(Stored items)
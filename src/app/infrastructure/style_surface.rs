use std::collections::BTreeMap;
use std::fmt::Write as _;

/// Destination for resolved style variables (a document root, a stylesheet,
/// a widget toolkit's color table).
pub trait StyleSurface {
    fn set_property(&mut self, name: &str, value: &str);
    fn set_attribute(&mut self, name: &str, value: &str);
}

/// In-memory surface that can be rendered to CSS.
#[derive(Debug, Clone, Default, PartialEq, Eq)]
pub struct StyleSheet {
    properties: BTreeMap<String, String>,
    attributes: BTreeMap<String, String>,
    writes: usize,
}

impl StyleSheet {
    pub fn new() -> Self {
        Self::default()
    }

    pub fn property(&self, name: &str) -> Option<&str> {
        self.properties.get(name).map(String::as_str)
    }

    pub fn attribute(&self, name: &str) -> Option<&str> {
        self.attributes.get(name).map(String::as_str)
    }

    pub fn properties(&self) -> impl Iterator<Item = (&str, &str)> {
        self.properties.iter().map(|(k, v)| (k.as_str(), v.as_str()))
    }

    pub fn property_count(&self) -> usize {
        self.properties.len()
    }

    /// Total number of property writes seen, including overwrites.
    pub fn write_count(&self) -> usize {
        self.writes
    }

    /// Render as a `:root` rule, keyed on the current attributes.
    pub fn to_css(&self) -> String {
        let mut selector = String::from(":root");
        for (name, value) in &self.attributes {
            let _ = write!(selector, "[{}=\"{}\"]", name, value);
        }

        let mut css = format!("{} {{\n", selector);
        for (name, value) in &self.properties {
            let _ = writeln!(css, "  {}: {};", name, value);
        }
        css.push_str("}\n");
        css
    }
}

impl StyleSurface for StyleSheet {
    fn set_property(&mut self, name: &str, value: &str) {
        self.writes += 1;
        self.properties.insert(name.to_string(), value.to_string());
    }

    fn set_attribute(&mut self, name: &str, value: &str) {
        self.attributes.insert(name.to_string(), value.to_string());
    }
}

**WHAT YOU SHOULD DO:** Every entry should be printed again exactly as it stands.

**WRITTEN ANSWER:**
filename src/app/infrastructure/style_surface.rs
use std::collections::BTreeMap;
use std::fmt::Write as _;

/// Destination for resolved style variables (a document root, a stylesheet,
/// a widget toolkit's color table).
pub trait StyleSurface {
    fn set_property(&mut self, name: &str, value: &str);
    fn set_attribute(&mut self, name: &str, value: &str);
}

/// In-memory surface that can be rendered to CSS.
#[derive(Debug, Clone, Default, PartialEq, Eq)]
pub struct StyleSheet {
    properties: BTreeMap<String, String>,
    attributes: BTreeMap<String, String>,
    writes: usize,
}

impl StyleSheet {
    pub fn new() -> Self {
        Self::default()
    }

    pub fn property(&self, name: &str) -> Option<&str> {
        self.properties.get(name).map(String::as_str)
    }

    pub fn attribute(&self, name: &str) -> Option<&str> {
        self.attributes.get(name).map(String::as_str)
    }

    pub fn properties(&self) -> impl Iterator<Item = (&str, &str)> {
        self.properties.iter().map(|(k, v)| (k.as_str(), v.as_str()))
    }

    pub fn property_count(&self) -> usize {
        self.properties.len()
    }

    /// Total number of property writes seen, including overwrites.
    pub fn write_count(&self) -> usize {
        self.writes
    }

    /// Render as a `:root` rule, keyed on the current attributes.
    pub fn to_css(&self) -> String {
        let mut selector = String::from(":root");
        for (name, value) in &self.attributes {
            let _ = write!(selector, "[{}=\"{}\"]", name, value);
        }

        let mut css = format!("{} {{\n", selector);
        for (name, value) in &self.properties {
            let _ = writeln!(css, "  {}: {};", name, value);
        }
        css.push_str("}\n");
        css
    }
}

impl StyleSurface for StyleSheet {
    fn set_property(&mut self, name: &str, value: &str) {
        self.writes += 1;
        self.properties.insert(name.to_string(), value.to_string());
    }

    fn set_attribute(&mut self, name: &str, value: &str) {
        self.attributes.insert(name.to_string(), value.to_string());
    }
}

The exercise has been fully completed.